The main features of the Silk Single Machine are:

  • Flexible, declarative language for specifying linkage rules
  • Support of RDF link generation (owl:sameAs links as well as other types)
  • Employment in distributed environments (by accessing local and remote SPARQL endpoints)
  • Usable in situations where terms from different vocabularies are mixed and where no consistent RDFS or OWL schemata exist
  • Scalability and high performance through efficient data handling (Silk 2.0 is about 20 times faster than Silk 0.2):
    • Reduction of network load by caching and reusing of SPARQL result sets
    • Multi-threaded computation of the data item comparisons (Over 1 billion comparisons per hour on a Core i7, 4GB RAM)
    • Optional blocking directive which allows users to reduce the number of comparisons on cost of recall, if necessary.

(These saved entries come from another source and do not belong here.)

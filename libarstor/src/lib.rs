//! # libarstor: CSI over QUIC for ArStor arrays
//!
//! `libarstor` provisions volumes and snapshots as files on an ArStor array
//! share, exposes them to Pods through loop devices, and serves the
//! [Container Storage Interface][csi] over QUIC (via [`quinn`]).  It follows
//! the RK8s conventions: Tokio async runtime, `tracing` for observability,
//! `thiserror` for structured errors.
//!
//! ## Module overview
//!
//! | Module | Purpose |
//! |---|---|
//! | [`types`] | Core data model: `Volume`, `Snapshot`, capabilities, requests. |
//! | [`error`] | [`CsiError`] enum covering all failure modes. |
//! | [`message`] | [`CsiMessage`] protocol envelope for QUIC transport. |
//! | [`identity`] | [`CsiIdentity`] trait: plugin discovery & health. |
//! | [`controller`] | [`CsiController`] trait: volume and snapshot lifecycle. |
//! | [`node`] | [`CsiNode`] trait: stage, publish, unpublish, unstage, expand. |
//! | [`config`] | [`ArStorConfig`](config::ArStorConfig) plugin settings. |
//! | [`backoff`] | Readiness polling schedule. |
//! | [`exec`] | External command seam (`losetup`, `blkid`, `docker`, ...). |
//! | [`tool`] | The array tool: create, snapshot, clone, delete, directory dumps. |
//! | [`allocator`] | Hash-sharded directory placement with full-shard tracking. |
//! | [`catalog`] | In-memory index rebuilt by scanning the namespace. |
//! | [`engine`] | Multi-step volume and snapshot operations with rollback. |
//! | [`loopdev`] | Loop device bindings and the lost-device sweep. |
//! | [`mounter`] | Format detection, mkfs, mounts, filesystem resize. |
//! | [`backend`] | The ArStor backend implementing all three services. |
//! | [`transport`] | QUIC client/server built on `quinn`. |
//!
//! [csi]: https://github.com/container-storage-interface/spec

pub mod allocator;
pub mod backend;
pub mod backoff;
pub mod catalog;
pub mod config;
pub mod controller;
pub mod engine;
pub mod error;
pub mod exec;
pub mod identity;
pub mod loopdev;
pub mod message;
pub mod mounter;
pub mod node;
pub mod tool;
pub mod transport;
pub mod types;

// Re-export the most commonly used items at crate root for convenience.
pub use backend::arstor::ArStorBackend;
pub use config::ArStorConfig;
pub use controller::CsiController;
pub use engine::VolumeEngine;
pub use error::CsiError;
pub use identity::CsiIdentity;
pub use message::CsiMessage;
pub use node::CsiNode;
pub use types::*;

In order to run Silk Single Machine, developers need to:

  1. Have SPARQL access to the datasets that should be interlinked.
  2. Write a link specification. For details refer to the documentation of the Silk Link Specification Language.
  3. Install the Silk framework as described in the Installation and Usage section.

Installation and Usage

Running Silk from the Command Line

In order to use Silk Single Machine, you need:

  1. Silk Link Discovery Framework: Get the most recent version.
  2. Java Runtime Environment: The Silk Link Discovery Framework runs on top of the JVM. Get the most recent JRE.

What to do:

  1. Write a Silk-LSL configuration file to specify which resources should be interlinked.
  2. Run Silk Single Machine:
    java -DconfigFile=<Silk-LSL file> [-DlinkSpec=<Interlink ID>] [-Dthreads=<threads>]  [-DlogQueries=(true/false)] [-Dreload=(true/false)] -jar silk.jar
  3. Review Results: Open the output files designated in the Silk-LSL configuration and review the generated links.

Using the Silk API

In order to use the Silk API, you need:

  1. Silk Link Discovery Framework. Check out the most recent version from the Silk SVN repository.
  2. Java Development Kit The Silk Link Discovery Framework runs on top of the JVM. Get the most recent JDK from http://java.sun.com.
  3. Maven is used for project management and build automation. Get it from: http://maven.apache.org.

What to do:

  1. Write a Silk-LSL configuration file to specify which resources should be interlinked.
  2. Call executeFile on the Silk object.
    Silk.executeFile(configFile, [linkSpecId], [numThreads])
  3. Review Results: Open the output files designated in the Silk-LSL configuration and review the generated links.